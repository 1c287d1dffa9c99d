//! Emulation configuration

use serde::{Deserialize, Serialize};
use std::path::PathBuf;
use std::time::Duration;

use hashstate_navigation::{Marker, DEFAULT_MARKER, DEFAULT_POLL_INTERVAL};
use hashstate_storage::DEFAULT_QUOTA_BYTES;

use crate::error::CoreError;
use crate::Result;

#[derive(Debug, Clone, PartialEq, Serialize, Deserialize)]
#[serde(default)]
pub struct Config {
    /// Polling interval in milliseconds, only used in polling mode
    pub poll_interval_ms: u64,
    /// Character that prefixes the token in the location fragment
    pub marker: char,
    /// Byte budget of the persistent store's scope
    pub storage_quota_bytes: usize,
    /// Database file for the persistent store; in-memory when unset
    pub database_path: Option<PathBuf>,
    /// Scope to resume in the persistent store; a fresh one when unset
    pub session_scope: Option<String>,
}

impl Config {
    pub fn new(data_dir: PathBuf) -> Self {
        Self {
            database_path: Some(data_dir.join("hashstate.db")),
            ..Self::default()
        }
    }

    pub fn from_json(text: &str) -> Result<Self> {
        let config: Self = serde_json::from_str(text)?;
        config.validate()?;
        Ok(config)
    }

    pub fn validate(&self) -> Result<()> {
        if self.poll_interval_ms == 0 {
            return Err(CoreError::Config(
                "poll_interval_ms must be greater than zero".to_string(),
            ));
        }
        if self.storage_quota_bytes == 0 {
            return Err(CoreError::Config(
                "storage_quota_bytes must be greater than zero".to_string(),
            ));
        }
        Ok(())
    }

    pub fn poll_interval(&self) -> Duration {
        Duration::from_millis(self.poll_interval_ms)
    }

    pub fn marker(&self) -> Marker {
        Marker::new(self.marker)
    }
}

impl Default for Config {
    fn default() -> Self {
        Self {
            poll_interval_ms: DEFAULT_POLL_INTERVAL.as_millis() as u64,
            marker: DEFAULT_MARKER,
            storage_quota_bytes: DEFAULT_QUOTA_BYTES,
            database_path: None,
            session_scope: None,
        }
    }
}

#[cfg(test)]
mod tests {
    use super::*;

    #[test]
    fn test_defaults() {
        let config = Config::default();
        assert_eq!(config.poll_interval(), Duration::from_millis(100));
        assert_eq!(config.marker(), Marker::default());
        assert!(config.database_path.is_none());
        config.validate().unwrap();
    }

    #[test]
    fn test_from_json_fills_defaults() {
        let config = Config::from_json(r#"{"poll_interval_ms": 250}"#).unwrap();
        assert_eq!(config.poll_interval_ms, 250);
        assert_eq!(config.marker, '#');
        assert_eq!(config.storage_quota_bytes, DEFAULT_QUOTA_BYTES);
    }

    #[test]
    fn test_rejects_zero_interval() {
        let err = Config::from_json(r#"{"poll_interval_ms": 0}"#).unwrap_err();
        assert!(matches!(err, CoreError::Config(_)));
    }

    #[test]
    fn test_data_dir() {
        let config = Config::new(PathBuf::from("/tmp/app"));
        assert_eq!(
            config.database_path,
            Some(PathBuf::from("/tmp/app/hashstate.db"))
        );
    }
}
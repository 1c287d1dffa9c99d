//! Navigation error types

use thiserror::Error;

#[derive(Error, Debug)]
pub enum NavigationError {
    #[error("Invalid URL: {0}")]
    InvalidUrl(String),

    #[error("State is not serializable: {0}")]
    Serialization(#[from] serde_json::Error),

    #[error("Storage error: {0}")]
    Storage(#[from] hashstate_storage::StorageError),

    #[error("Polling requires a running tokio runtime")]
    NoRuntime,
}
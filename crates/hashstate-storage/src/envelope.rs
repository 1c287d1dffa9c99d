//! State envelope stored per navigation token

use serde::{Deserialize, Serialize};
use serde_json::Value;

/// The `{state, title}` pair a caller associated with a token.
#[derive(Debug, Clone, PartialEq, Serialize, Deserialize)]
pub struct StateEnvelope {
    /// Arbitrary payload; `Value::Null` when the caller pushed no state
    #[serde(default)]
    pub state: Value,
    /// Advisory only, never read back by the engine
    #[serde(default)]
    pub title: Option<String>,
}

impl StateEnvelope {
    pub fn new(state: Value, title: Option<String>) -> Self {
        Self { state, title }
    }
}
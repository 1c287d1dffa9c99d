//! Change detection
//!
//! Native mode registers one listener with the location. Polling mode runs
//! a tokio interval that compares the current token with the last known
//! one. Both end in `Engine::on_location_signal`.

use std::sync::Arc;
use std::time::Duration;
use tokio::task::JoinHandle;
use tokio::time::MissedTickBehavior;

use crate::engine::Engine;
use crate::error::NavigationError;
use crate::Result;

pub const DEFAULT_POLL_INTERVAL: Duration = Duration::from_millis(100);

#[derive(Debug, Clone, Copy, PartialEq, Eq)]
pub enum DetectionMode {
    Native,
    Polling(Duration),
}

impl DetectionMode {
    pub fn is_native(&self) -> bool {
        matches!(self, DetectionMode::Native)
    }
}

impl std::fmt::Display for DetectionMode {
    fn fmt(&self, f: &mut std::fmt::Formatter<'_>) -> std::fmt::Result {
        match self {
            DetectionMode::Native => write!(f, "native"),
            DetectionMode::Polling(interval) => write!(f, "polling every {}ms", interval.as_millis()),
        }
    }
}

/// The running polling task. Dropping the handle detaches the task; only
/// `cancel` stops it.
#[derive(Debug)]
pub struct PollHandle {
    task: JoinHandle<()>,
    interval: Duration,
}

impl PollHandle {
    pub fn cancel(&self) {
        self.task.abort();
    }

    pub fn is_finished(&self) -> bool {
        self.task.is_finished()
    }

    pub fn interval(&self) -> Duration {
        self.interval
    }
}

pub struct ChangeDetector {
    engine: Engine,
    poll_interval: Duration,
}

impl ChangeDetector {
    pub fn new(engine: Engine) -> Self {
        Self {
            engine,
            poll_interval: DEFAULT_POLL_INTERVAL,
        }
    }

    pub fn with_poll_interval(mut self, interval: Duration) -> Self {
        self.poll_interval = interval;
        self
    }

    /// Attach to the engine's location. With `native` set, a listener is
    /// tried first; a location that cannot deliver events falls back to
    /// polling.
    pub fn start(self, native: bool) -> Result<DetectionMode> {
        if native {
            if self.attach_native() {
                tracing::info!("Using native change events");
                return Ok(DetectionMode::Native);
            }
            tracing::warn!("Location has no native change events, falling back to polling");
        }

        self.start_polling()?;
        tracing::info!(
            interval_ms = self.poll_interval.as_millis() as u64,
            "Using manual change detection"
        );
        Ok(DetectionMode::Polling(self.poll_interval))
    }

    fn attach_native(&self) -> bool {
        let weak = self.engine.downgrade();
        self.engine.location().listen(Arc::new(move || {
            if let Some(engine) = weak.upgrade() {
                engine.on_location_signal();
            }
        }))
    }

    fn start_polling(&self) -> Result<()> {
        let runtime = tokio::runtime::Handle::try_current().map_err(|_| NavigationError::NoRuntime)?;

        let weak = self.engine.downgrade();
        let interval = self.poll_interval;
        let task = runtime.spawn(async move {
            let mut ticker = tokio::time::interval(interval);
            ticker.set_missed_tick_behavior(MissedTickBehavior::Skip);
            // First tick completes immediately
            ticker.tick().await;

            loop {
                ticker.tick().await;
                match weak.upgrade() {
                    Some(engine) => engine.poll(),
                    None => break,
                }
            }
        });

        self.engine.set_poll_handle(PollHandle { task, interval });
        Ok(())
    }
}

## Work instructions
In the listing, find all lines with the string "only" and copy them.

## Answer space
    /// Polling interval in milliseconds, only used in polling mode
    /// Advisory only, never read back by the engine
/// The running polling task. Dropping the handle detaches the task; only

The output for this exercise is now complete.